Çoğu kere yaptığı gibi, yine etrafındaki insanları süzdü sahilde. Ne âlemde olduklarını anlamak istercesine bakındı onlara. Acaba kendisinin yaşadığı bu duyguları, o insanlar da yaşıyor muydu?
Simitçiye takıldı sonra gözü. Çok mutlu gözüküyordu sanki. Hatta simidin birini parçalamış, sahilde uçuşan martılara fırlatıyordu. “Allah Allah” dedi, “Adama bak, kendi simidini yağma ediyor!”
…..
O böyle düşüncelere dalıp gitmişken dalgalar durmuş, hava da açılmıştı…
Güneş ışıkları, deniz yüzüne düşüvermişti.
Nasıl da parlıyordu denizin kabarcıkları…
Ne hoş bir manzara idi…
O an, anlam veremediği bir mutluluk hissetti içinde. Yaşama sevinci dedikleri şey bu olsa gerekti! “Güneşi çok, ama çok seviyorummm!” deyiverdi.
Tekrar deniz yüzünde parlayan kabarcıklara dikkat kesildi. Sanki bir yanıp, bir sönüyorlardı. Yüzünü göğe çevirip, güneşe de bakmak istedi, ama ne mümkündü? Yine de ısrarla bakmayı denedi. Göz damarlarının acıdığını hissetti o an. Başını yere eğdi hemen… “Ne yapıyorum ben yaa, kör edeceğim gözlerimi!” deyiverdi. “Bu nasıl bir ateş topu böyle?” dedi gayri ihtiyari.
Gözlerini dinlendirmek istercesine, tekrar deniz yüzünde parlayan damlacıkları seyre koyuldu. Geçenlerde bir arkadaşının kendisine okuduğu satırlar geldi o an aklına. Arkadaşından rica ederek not etmişti bir yerlere o zaman. Kâğıt yanında olmalıydı. Şimdi sahilde ve bu güneşli havada tam zamanıydı o satırları okumanın. Cebinin bir köşesinde buldu kâğıdı. Çıkarıp okumaya başladı:
“Nasıl ki, bulutsuz gündüz ortasında, güneşin, deniz yüzünde bütün kabarcıklar üstünde cilvesi göründüğü gibi ve aksi müşâhede edildiği halde güneşi inkâr etmek, ne derece acîb bir divânelik hezeyânıdır.

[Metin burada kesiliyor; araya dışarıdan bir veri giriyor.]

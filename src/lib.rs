//! # flymap
//!
//! A segmented concurrent key-value map with flyweight values.
//!
//! Entries live as encoded bytes in per-segment byte regions. Values are
//! read and written either by copy (`put`, `get`) or through a reusable
//! *flyweight* instance bound to the stored bytes for the lifetime of a
//! locked context.
//!
//! ## Quick Start
//!
//! ```ignore
//! use flymap::prelude::*;
//!
//! let map = FlyMap::<String, IntValue>::builder()
//!     .segments(16)
//!     .create()?;
//!
//! // Copy in, copy out
//! let mut v = IntValue::new_heap();
//! v.set_value(123);
//! map.put(&"a".to_string(), &v)?;
//!
//! // Update in place under the segment's write lock
//! let mut direct = IntValue::new_direct();
//! {
//!     let mut ctx = map.acquire_using_locked(&"a".to_string(), &mut direct)?;
//!     ctx.add_value(1107);
//! }
//!
//! // Read under the shared lock
//! let ctx = map.get_using_locked(&"a".to_string(), &mut direct)?;
//! assert!(ctx.present());
//! assert_eq!(ctx.get_value(), 1230);
//! drop(ctx);
//!
//! map.close()?;
//! ```
//!
//! ## Value modes
//!
//! - **Direct**: the instance aliases the stored bytes while bound; writes
//!   land immediately. Generated by [`flyweight!`] and [`FixedString`].
//! - **Heap**: the instance holds a decoded copy; a write context encodes it
//!   back when it closes. Used by strings, collections and primitives.
//!
//! ## Crates
//!
//! - `flymap-core`: errors, type tags, codecs, key hashing
//! - `flymap-storage`: byte regions, segments, flyweight values
//! - `flymap-concurrency`: lifecycle and locked contexts

#![warn(missing_docs)]

mod builder;
mod config;
mod error;
mod map;

pub mod prelude;

// Re-export main entry points
pub use builder::FlyMapBuilder;
pub use config::MapConfig;
pub use error::{Error, Result};
pub use map::{FlyMap, MapStats};

// Re-export contexts
pub use flymap_concurrency::{ReadContext, WriteContext};

// Re-export value types
pub use flymap_storage::{
    flyweight, BooleanValue, ByteValue, CharValue, DoubleValue, FixedString, FloatValue,
    Flyweight, IntValue, LongValue, SampleBean, ShortValue, StringValue, UnsignedByteValue,
    UnsignedIntValue, UnsignedShortValue,
};

// Re-export codec types
pub use flymap_core::{CodecRegistry, Data, EntryCodec, Layout, TypeTag, ValueMode};

// Re-export stats
pub use flymap_storage::{RegionStats, SegmentStats};
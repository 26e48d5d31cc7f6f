//! Codec registry
//!
//! Maps a [`TypeTag`] to a type-erased [`EntryCodec`]. A map resolves its key
//! and value codecs once, at construction, and caches the resulting
//! `Arc<dyn EntryCodec>`; nothing is looked up per operation.
//!
//! Built-in tags are pre-registered. Flyweight beans and bounded text carry
//! their layout in the type, so they resolve without registration. `Custom`
//! tags must be registered by the caller, which is how user types are
//! plugged in.

use crate::codec::{Data, LEN_PREFIX};
use crate::error::{Error, Result};
use crate::types::{Layout, TypeTag};
use rustc_hash::FxHashMap;
use std::fmt;
use std::marker::PhantomData;
use std::sync::Arc;

/// Type-erased view of a codec
pub trait EntryCodec: Send + Sync + fmt::Debug {
    /// Tag this codec is registered under
    fn type_tag(&self) -> TypeTag;

    /// Byte layout of encodings produced by this codec
    fn layout(&self) -> Layout;

    /// Encoding of the type's zero value, used to initialise new entries
    fn zero_bytes(&self) -> Result<Vec<u8>>;

    /// Check that `bytes` is a well-formed encoding
    fn validate(&self, bytes: &[u8]) -> Result<()>;
}

/// Codec for fixed-size layouts: zero bytes are all zeros
#[derive(Debug, Clone, Copy)]
pub struct FixedCodec {
    tag: TypeTag,
    size: usize,
}

impl FixedCodec {
    /// Create a fixed codec of `size` bytes
    pub fn new(tag: TypeTag, size: usize) -> Self {
        Self { tag, size }
    }
}

impl EntryCodec for FixedCodec {
    fn type_tag(&self) -> TypeTag {
        self.tag
    }

    fn layout(&self) -> Layout {
        Layout::Fixed(self.size)
    }

    fn zero_bytes(&self) -> Result<Vec<u8>> {
        Ok(vec![0; self.size])
    }

    fn validate(&self, bytes: &[u8]) -> Result<()> {
        if bytes.len() != self.size {
            return Err(Error::Codec(format!(
                "{} expects {} bytes, got {}",
                self.tag,
                self.size,
                bytes.len()
            )));
        }
        Ok(())
    }
}

/// Codec for length- or count-prefixed layouts
#[derive(Debug, Clone, Copy)]
pub struct VariableCodec {
    tag: TypeTag,
}

impl VariableCodec {
    /// Create a variable codec
    pub fn new(tag: TypeTag) -> Self {
        Self { tag }
    }
}

impl EntryCodec for VariableCodec {
    fn type_tag(&self) -> TypeTag {
        self.tag
    }

    fn layout(&self) -> Layout {
        Layout::Variable { min: LEN_PREFIX }
    }

    fn zero_bytes(&self) -> Result<Vec<u8>> {
        // empty text and empty collections are both a zero prefix
        Ok(vec![0; LEN_PREFIX])
    }

    fn validate(&self, bytes: &[u8]) -> Result<()> {
        if bytes.len() < LEN_PREFIX {
            return Err(Error::Codec(format!(
                "{} encoding shorter than its {}-byte prefix",
                self.tag, LEN_PREFIX
            )));
        }
        Ok(())
    }
}

/// Codec backed by a concrete [`Data`] implementation
pub struct DataCodec<T> {
    _marker: PhantomData<fn() -> T>,
}

impl<T> DataCodec<T> {
    /// Create a codec for `T`
    pub fn new() -> Self {
        Self {
            _marker: PhantomData,
        }
    }
}

impl<T> Default for DataCodec<T> {
    fn default() -> Self {
        Self::new()
    }
}

impl<T> fmt::Debug for DataCodec<T> {
    fn fmt(&self, f: &mut fmt::Formatter<'_>) -> fmt::Result {
        f.debug_struct("DataCodec")
            .field("type", &std::any::type_name::<T>())
            .finish()
    }
}

impl<T: Data + 'static> EntryCodec for DataCodec<T> {
    fn type_tag(&self) -> TypeTag {
        T::TYPE_TAG
    }

    fn layout(&self) -> Layout {
        T::LAYOUT
    }

    fn zero_bytes(&self) -> Result<Vec<u8>> {
        T::zero().encode()
    }

    fn validate(&self, bytes: &[u8]) -> Result<()> {
        T::decode(bytes).map(|_| ())
    }
}

/// Registry of codecs keyed by type tag
#[derive(Clone)]
pub struct CodecRegistry {
    codecs: FxHashMap<TypeTag, Arc<dyn EntryCodec>>,
}

impl CodecRegistry {
    /// Registry with no codecs at all
    pub fn empty() -> Self {
        Self {
            codecs: FxHashMap::default(),
        }
    }

    /// Registry with every built-in tag registered
    pub fn with_builtins() -> Self {
        let mut registry = Self::empty();
        let fixed = [
            (TypeTag::Bool, 1),
            (TypeTag::I8, 1),
            (TypeTag::U8, 1),
            (TypeTag::I16, 2),
            (TypeTag::U16, 2),
            (TypeTag::I32, 4),
            (TypeTag::U32, 4),
            (TypeTag::I64, 8),
            (TypeTag::U64, 8),
            (TypeTag::F32, 4),
            (TypeTag::F64, 8),
            (TypeTag::Char, 4),
        ];
        for (tag, size) in fixed {
            registry.register_codec(Arc::new(FixedCodec::new(tag, size)));
        }
        for tag in [TypeTag::Text, TypeTag::List, TypeTag::Set, TypeTag::Map] {
            registry.register_codec(Arc::new(VariableCodec::new(tag)));
        }
        registry
    }

    /// Register (or replace) the codec for `T`
    pub fn register<T: Data + 'static>(&mut self) -> &mut Self {
        self.register_codec(Arc::new(DataCodec::<T>::new()))
    }

    /// Register (or replace) an arbitrary codec under its own tag
    pub fn register_codec(&mut self, codec: Arc<dyn EntryCodec>) -> &mut Self {
        self.codecs.insert(codec.type_tag(), codec);
        self
    }

    /// Look up a codec by tag
    pub fn get(&self, tag: TypeTag) -> Option<&Arc<dyn EntryCodec>> {
        self.codecs.get(&tag)
    }

    /// Number of registered codecs
    pub fn len(&self) -> usize {
        self.codecs.len()
    }

    /// True if nothing is registered
    pub fn is_empty(&self) -> bool {
        self.codecs.is_empty()
    }

    /// Resolve the codec for `T`, checking it agrees with `T`'s layout.
    ///
    /// # Errors
    ///
    /// - [`Error::UnknownCodec`] if the tag is neither registered nor
    ///   self-describing
    /// - [`Error::Config`] if the registered codec's layout differs from
    ///   `T::LAYOUT`
    pub fn resolve<T: Data>(&self) -> Result<Arc<dyn EntryCodec>> {
        let tag = T::TYPE_TAG;
        let codec = match self.codecs.get(&tag) {
            Some(codec) => Arc::clone(codec),
            None => match (tag, T::LAYOUT) {
                (TypeTag::Bean(_) | TypeTag::FixedText(_), Layout::Fixed(size)) => {
                    Arc::new(FixedCodec::new(tag, size))
                }
                _ => return Err(Error::UnknownCodec(tag)),
            },
        };
        if codec.layout() != T::LAYOUT {
            return Err(Error::Config(format!(
                "codec registered for {} has layout {:?}, type declares {:?}",
                tag,
                codec.layout(),
                T::LAYOUT
            )));
        }
        Ok(codec)
    }
}

impl Default for CodecRegistry {
    fn default() -> Self {
        Self::with_builtins()
    }
}

impl fmt::Debug for CodecRegistry {
    fn fmt(&self, f: &mut fmt::Formatter<'_>) -> fmt::Result {
        f.debug_struct("CodecRegistry")
            .field("codecs", &self.codecs.len())
            .finish()
    }
}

Çünkü, o vakit birtek güneşi inkâr ve kabul etmemekle, katarât sayısınca, kabarcıklar miktarınca, parçalar adedince hakikî ve bilâsâle güneşcikleri kabul etmek lâzım geliyor...”

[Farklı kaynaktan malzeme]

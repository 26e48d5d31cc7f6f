//! Single-field value flyweights and a sample multi-field bean

use flymap_core::TypeTag;

crate::flyweight! {
    /// `bool` flyweight
    pub struct BooleanValue(TypeTag::Bool) {
        value: bool => get_value, set_value;
    }
}

crate::flyweight! {
    /// Signed byte flyweight
    pub struct ByteValue(TypeTag::I8) {
        value: i8 => get_value, set_value, add_value;
    }
}

crate::flyweight! {
    /// Unsigned byte flyweight; `add_value` takes a signed delta and wraps
    pub struct UnsignedByteValue(TypeTag::U8) {
        value: u8 => get_value, set_value, add_value;
    }
}

crate::flyweight! {
    /// `i16` flyweight
    pub struct ShortValue(TypeTag::I16) {
        value: i16 => get_value, set_value, add_value;
    }
}

crate::flyweight! {
    /// `u16` flyweight
    pub struct UnsignedShortValue(TypeTag::U16) {
        value: u16 => get_value, set_value, add_value;
    }
}

crate::flyweight! {
    /// `char` flyweight
    pub struct CharValue(TypeTag::Char) {
        value: char => get_value, set_value;
    }
}

crate::flyweight! {
    /// `i32` flyweight
    pub struct IntValue(TypeTag::I32) {
        value: i32 => get_value, set_value, add_value;
    }
}

crate::flyweight! {
    /// `u32` flyweight
    pub struct UnsignedIntValue(TypeTag::U32) {
        value: u32 => get_value, set_value, add_value;
    }
}

crate::flyweight! {
    /// `i64` flyweight
    pub struct LongValue(TypeTag::I64) {
        value: i64 => get_value, set_value, add_value;
    }
}

crate::flyweight! {
    /// `f32` flyweight
    pub struct FloatValue(TypeTag::F32) {
        value: f32 => get_value, set_value, add_value;
    }
}

crate::flyweight! {
    /// `f64` flyweight
    pub struct DoubleValue(TypeTag::F64) {
        value: f64 => get_value, set_value, add_value;
    }
}

crate::flyweight! {
    /// Three-field bean: `i64`, `f64`, `i32`, 20 bytes
    pub struct SampleBean(TypeTag::Bean("SampleBean")) {
        long: i64 => get_long, set_long, add_long;
        double: f64 => get_double, set_double, add_double;
        int: i32 => get_int, set_int, add_int;
    }
}
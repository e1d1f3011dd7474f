use crate::error::{GeometryError, Result};
use crate::math::{Matrix4, Point3, Vector3, TOLERANCE};

/// An infinite plane in 3D space.
///
/// Defined by an origin point, and two orthogonal direction vectors
/// (`u_dir`, `v_dir`). The normal is `u_dir × v_dir`.
///
/// Parametric form: `P(u, v) = origin + u * u_dir + v * v_dir`.
#[derive(Debug, Clone)]
pub struct Plane {
    origin: Point3,
    u_dir: Vector3,
    v_dir: Vector3,
    normal: Vector3,
}

impl Plane {
    /// Creates a plane whose U axis follows `u_dir` and whose V axis is the
    /// component of `v_hint` orthogonal to it.
    ///
    /// Wall side faces use this with the footprint edge direction and +Z.
    ///
    /// # Errors
    ///
    /// Returns an error if either vector is zero-length or they are parallel.
    pub fn new(origin: Point3, u_dir: Vector3, v_hint: Vector3) -> Result<Self> {
        let u_dir = u_dir.try_normalize(TOLERANCE).ok_or(GeometryError::ZeroVector)?;
        let v_dir = (v_hint - u_dir * v_hint.dot(&u_dir))
            .try_normalize(TOLERANCE)
            .ok_or_else(|| GeometryError::Degenerate("plane directions are parallel".into()))?;
        Ok(Self {
            origin,
            u_dir,
            v_dir,
            normal: u_dir.cross(&v_dir),
        })
    }

    /// Creates a plane from an origin and a normal vector.
    ///
    /// The U and V directions are computed automatically.
    ///
    /// # Errors
    ///
    /// Returns an error if the normal vector is zero-length.
    pub fn from_normal(origin: Point3, normal: Vector3) -> Result<Self> {
        let normal = normal.try_normalize(TOLERANCE).ok_or(GeometryError::ZeroVector)?;

        // Choose a reference vector not parallel to the normal
        let reference = if normal.x.abs() < 0.9 {
            Vector3::x()
        } else {
            Vector3::y()
        };

        let v_dir = normal.cross(&reference).normalize();
        let u_dir = v_dir.cross(&normal);

        Ok(Self {
            origin,
            u_dir,
            v_dir,
            normal,
        })
    }

    /// Returns the origin point of the plane.
    #[must_use]
    pub fn origin(&self) -> &Point3 {
        &self.origin
    }

    /// Returns the U direction vector.
    #[must_use]
    pub fn u_dir(&self) -> &Vector3 {
        &self.u_dir
    }

    /// Returns the V direction vector.
    #[must_use]
    pub fn v_dir(&self) -> &Vector3 {
        &self.v_dir
    }

    /// Returns the normal vector of the plane.
    #[must_use]
    pub fn plane_normal(&self) -> &Vector3 {
        &self.normal
    }

    /// Signed distance of `point` from the plane along its normal.
    #[must_use]
    pub fn signed_distance(&self, point: &Point3) -> f64 {
        (point - self.origin).dot(&self.normal)
    }

    /// Returns `true` if `point` is within `tol` of the plane.
    #[must_use]
    pub fn contains_point(&self, point: &Point3, tol: f64) -> bool {
        self.signed_distance(point).abs() <= tol
    }

    /// Returns a copy moved by a rigid or mirroring transform.
    ///
    /// The normal follows the transformed geometry, so a mirrored face keeps
    /// pointing to the same (mirrored) side of the solid.
    ///
    /// # Errors
    ///
    /// Returns an error if the transform collapses the plane.
    pub fn transformed(&self, matrix: &Matrix4) -> Result<Self> {
        let u_dir = matrix.transform_vector(&self.u_dir);
        let normal = matrix.transform_vector(&self.normal);
        let normal = normal.try_normalize(TOLERANCE).ok_or(GeometryError::ZeroVector)?;
        Self::new(matrix.transform_point(&self.origin), u_dir, normal.cross(&u_dir))
    }
}
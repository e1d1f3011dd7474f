use crate::region::CoEdge2d;
use crate::topology::FaceId;

use super::TopoName;

/// A generated 3D face together with its persistent name and linkage.
#[derive(Debug, Clone, PartialEq)]
pub struct TopoFace {
    pub face: FaceId,
    pub topo_name: TopoName,
    /// Footprint owners (walls) that produced this face.
    pub link_wall_ids: Vec<String>,
    /// Set on the non-visible part of a split.
    pub is_aux: bool,
    /// Footprint co-edge that generated a side face.
    pub co_edge: Option<CoEdge2d>,
    /// Grouping id assigned from the surfaces of the face's name family.
    pub group_index: Option<u32>,
}

impl TopoFace {
    #[must_use]
    pub fn new(face: FaceId, topo_name: TopoName) -> Self {
        Self {
            face,
            topo_name,
            link_wall_ids: Vec::new(),
            is_aux: false,
            co_edge: None,
            group_index: None,
        }
    }

    #[must_use]
    pub fn with_link_wall_ids(mut self, ids: Vec<String>) -> Self {
        self.link_wall_ids = ids;
        self
    }

    #[must_use]
    pub fn with_co_edge(mut self, co_edge: CoEdge2d) -> Self {
        self.co_edge = Some(co_edge);
        self
    }

    /// Builds a split part that inherits this face's name and co-edge.
    pub(crate) fn derive_part(&self, face: FaceId, is_aux: bool, exclude_ids: &[String]) -> Self {
        let link_wall_ids = if is_aux {
            self.link_wall_ids.clone()
        } else {
            self.link_wall_ids
                .iter()
                .filter(|id| !exclude_ids.contains(id))
                .cloned()
                .collect()
        };
        Self {
            face,
            topo_name: self.topo_name.clone(),
            link_wall_ids,
            is_aux,
            co_edge: self.co_edge.clone(),
            group_index: None,
        }
    }
}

O an başını kaldırıp, deniz yüzündeki kabarcıklara dikkat kesildi tekrar. Okuduğu paragraftaki bazı kelimeleri anlamasa da, ne anlatılmak istendiği açıktı. Gerçekten de, apaçık bir şekilde gökteki güneşten haber veriyordu deniz yüzündeki kabarcıklar. Eğer Güneş inkâr edilirse, her kabarcık içinde küçük bir güneşin var olduğunu kabul etmek gerekirdi ki, bu da çok saçma olurdu elbette.
Okuduğu satırlar görsellik kazanmıştı bir anda. Sanki içerisinde bulunduğu durum için yazılmıştı. Devam etti okumaya:
“Aynen öyle de, her zaman hikmetle değişen ve düzgünlük içinde her vakit tazelenen şu muntazam kâinatı görüp, Hâlık-ı Zülcelâl’i evsâf-ı kemâliyle tasdik etmemek, ondan daha berbat bir dalâlet divâneliğidir, bir mecnunluk hezeyânıdır. Zîrâ her şeyde, hattâ her bir zerrede bir ulûhiyet-i mutlaka kabul etmek lâzımdır. Çünkü, meselâ, havanın her bir zerresi her bir çiçek ile her bir meyveye, her bir yaprağa girer ve işleyebilir. İşte şu zerre, eğer memur olmazsa, bütün girebildiği ve işlediği masnu’ların tarz-ı teşkilâtını ve sûretlerini ve heyetlerini bilmek lâzımdır; tâ içinde işleyebilsin.”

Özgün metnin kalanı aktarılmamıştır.